A gerência executiva da transportadora afirmou: “Trata-se de um método de aplicação excepcional e restrito, utilizado uma única vez na Austrália no âmbito de um processo de arbitragem restrito a entes privados. Esse modelo não possui aderência ao contexto institucional brasileiro, uma vez que inexistem bases de dados históricas consistentes e pregressas no país, conforme avaliação pública realizada, inclusive, pelo próprio órgão regulador australiano à época. A linha adotada nesta consulta desconsidera o ato jurídico perfeito de contratos vigentes, fomenta distorções e assimetrias regulatórias e introduz um ambiente de severa insegurança jurídica, cujo reflexo inevitável será o retrocesso do mercado de gás natural no Brasil.”

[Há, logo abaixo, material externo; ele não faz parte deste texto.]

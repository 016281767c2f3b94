use std::sync::Arc;

use chrono::Utc;
use sea_orm::{
    sea_query::OnConflict, ActiveModelTrait, ActiveValue::Set, ColumnTrait, ConnectionTrait,
    DatabaseConnection, EntityTrait, QueryFilter,
};
use serde::{Deserialize, Serialize};
use tracing::{error, info, instrument};
use uuid::Uuid;
use validator::Validate;

use super::delivery_zones::DeliveryZones;
use crate::{
    auth::{AuthUser, Role},
    entities::customer,
    errors::ServiceError,
};

/// Delivery details a customer may attach to their profile or to a checkout.
#[derive(Debug, Clone, Default, Deserialize, Serialize, Validate)]
pub struct DeliveryInfo {
    #[validate(length(max = 500, message = "Address is too long"))]
    pub address: Option<String>,
    #[serde(alias = "phone")]
    #[validate(length(min = 5, max = 15, message = "Phone number must be 5-15 characters"))]
    pub phone_number: Option<String>,
    #[validate(length(equal = 6, message = "Pincode must be 6 digits"))]
    pub pincode: Option<String>,
}

impl DeliveryInfo {
    fn is_empty(&self) -> bool {
        non_blank(&self.address).is_none()
            && non_blank(&self.phone_number).is_none()
            && non_blank(&self.pincode).is_none()
    }
}

#[derive(Debug, Clone, Serialize)]
pub struct Profile {
    pub customer_id: Uuid,
    pub username: String,
    pub email: Option<String>,
    pub role: Role,
    pub phone: Option<String>,
    pub address: Option<String>,
    pub pincode: Option<String>,
}

fn non_blank(value: &Option<String>) -> Option<String> {
    value
        .as_deref()
        .map(str::trim)
        .filter(|v| !v.is_empty())
        .map(str::to_string)
}

/// Customer profiles keyed by the identity provider's user id.
#[derive(Clone)]
pub struct CustomerService {
    db: Arc<DatabaseConnection>,
    zones: Arc<DeliveryZones>,
}

impl CustomerService {
    pub fn new(db: Arc<DatabaseConnection>, zones: Arc<DeliveryZones>) -> Self {
        Self { db, zones }
    }

    /// Post-registration provisioning: returns the customer row for `user`,
    /// creating it on first call.
    #[instrument(skip(self, user), fields(user_id = %user.user_id))]
    pub async fn provision(&self, user: &AuthUser) -> Result<customer::Model, ServiceError> {
        Self::provision_on(&*self.db, user).await
    }

    /// [`provision`](Self::provision) on an explicit connection or transaction.
    pub async fn provision_on<C: ConnectionTrait>(
        conn: &C,
        user: &AuthUser,
    ) -> Result<customer::Model, ServiceError> {
        if let Some(existing) = Self::find_by_user(conn, user.user_id).await? {
            return Self::sync_identity(conn, existing, user).await;
        }

        let now = Utc::now();
        let row = customer::ActiveModel {
            id: Set(Uuid::new_v4()),
            user_id: Set(user.user_id),
            username: Set(user.username.clone()),
            email: Set(user.email.clone()),
            phone_number: Set(None),
            address: Set(None),
            pincode: Set(None),
            created_at: Set(now),
            updated_at: Set(now),
        };

        // A concurrent first request may have inserted the row already
        let inserted = customer::Entity::insert(row)
            .on_conflict(
                OnConflict::column(customer::Column::UserId)
                    .do_nothing()
                    .to_owned(),
            )
            .exec_without_returning(conn)
            .await
            .map_err(|e| {
                error!(user_id = %user.user_id, error = %e, "Failed to provision customer");
                ServiceError::DatabaseError(e)
            })?;

        if inserted > 0 {
            info!(user_id = %user.user_id, "Customer provisioned");
        }

        Self::find_by_user(conn, user.user_id).await?.ok_or_else(|| {
            ServiceError::InternalError(format!("Customer for user {} vanished", user.user_id))
        })
    }

    async fn find_by_user<C: ConnectionTrait>(
        conn: &C,
        user_id: Uuid,
    ) -> Result<Option<customer::Model>, ServiceError> {
        customer::Entity::find()
            .filter(customer::Column::UserId.eq(user_id))
            .one(conn)
            .await
            .map_err(ServiceError::db_error)
    }

    async fn sync_identity<C: ConnectionTrait>(
        conn: &C,
        existing: customer::Model,
        user: &AuthUser,
    ) -> Result<customer::Model, ServiceError> {
        let email_changed = user.email.is_some() && existing.email != user.email;
        if existing.username == user.username && !email_changed {
            return Ok(existing);
        }

        let mut active: customer::ActiveModel = existing.into();
        active.username = Set(user.username.clone());
        if email_changed {
            active.email = Set(user.email.clone());
        }
        active.updated_at = Set(Utc::now());
        active.update(conn).await.map_err(ServiceError::db_error)
    }

    #[instrument(skip(self, user), fields(user_id = %user.user_id))]
    pub async fn profile(&self, user: &AuthUser) -> Result<Profile, ServiceError> {
        let customer = self.provision(user).await?;
        Ok(Profile {
            customer_id: customer.id,
            username: customer.username,
            email: customer.email,
            role: user.role,
            phone: customer.phone_number,
            address: customer.address,
            pincode: customer.pincode,
        })
    }

    #[instrument(skip(self, user, info), fields(user_id = %user.user_id))]
    pub async fn update_delivery(
        &self,
        user: &AuthUser,
        info: DeliveryInfo,
    ) -> Result<customer::Model, ServiceError> {
        let customer = self.provision(user).await?;
        Self::apply_delivery(&*self.db, customer, &info, &self.zones).await
    }

    /// Persists the non-blank fields of `info` on `customer`.
    pub async fn apply_delivery<C: ConnectionTrait>(
        conn: &C,
        customer: customer::Model,
        info: &DeliveryInfo,
        zones: &DeliveryZones,
    ) -> Result<customer::Model, ServiceError> {
        if info.is_empty() {
            return Ok(customer);
        }
        let info = DeliveryInfo {
            address: non_blank(&info.address),
            phone_number: non_blank(&info.phone_number),
            pincode: non_blank(&info.pincode),
        };
        info.validate()?;

        if let Some(pin) = info.pincode.as_deref() {
            if !zones.is_deliverable(pin) {
                return Err(ServiceError::ValidationError(format!(
                    "pincode: we do not deliver to {} yet",
                    pin
                )));
            }
        }

        let mut active: customer::ActiveModel = customer.into();
        if info.address.is_some() {
            active.address = Set(info.address);
        }
        if info.phone_number.is_some() {
            active.phone_number = Set(info.phone_number);
        }
        if info.pincode.is_some() {
            active.pincode = Set(info.pincode);
        }
        active.updated_at = Set(Utc::now());

        active.update(conn).await.map_err(|e| {
            error!(error = %e, "Failed to update delivery details");
            ServiceError::DatabaseError(e)
        })
    }
}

Decisão pode influenciar expansão da infraestrutura de gás
A discussão ocorre em um momento estratégico para o mercado brasileiro de gás natural, que busca ampliar a participação do setor privado após a abertura promovida pela Nova Lei do Gás. Para investidores, a definição da metodologia de cálculo da base regulatória representa um dos principais elementos de avaliação de risco dos projetos de transporte. Alterações significativas nos critérios de remuneração podem afetar expectativas de retorno e influenciar decisões futuras de alocação de capital.
O resultado da consulta pública será acompanhado de perto por fundos de infraestrutura, operadores de energia e agentes do mercado financeiro. Além de definir parte relevante da estrutura tarifária do transporte de gás para os próximos cinco anos, a decisão poderá estabelecer um importante precedente regulatório para futuros projetos autorizados no país.
A depender do desfecho, a ANP poderá redefinir não apenas a remuneração dos ativos legados da NTS e da TAG, mas também os parâmetros de confiança regulatória que sustentam os investimentos na expansão da malha brasileira de transporte de gás natural.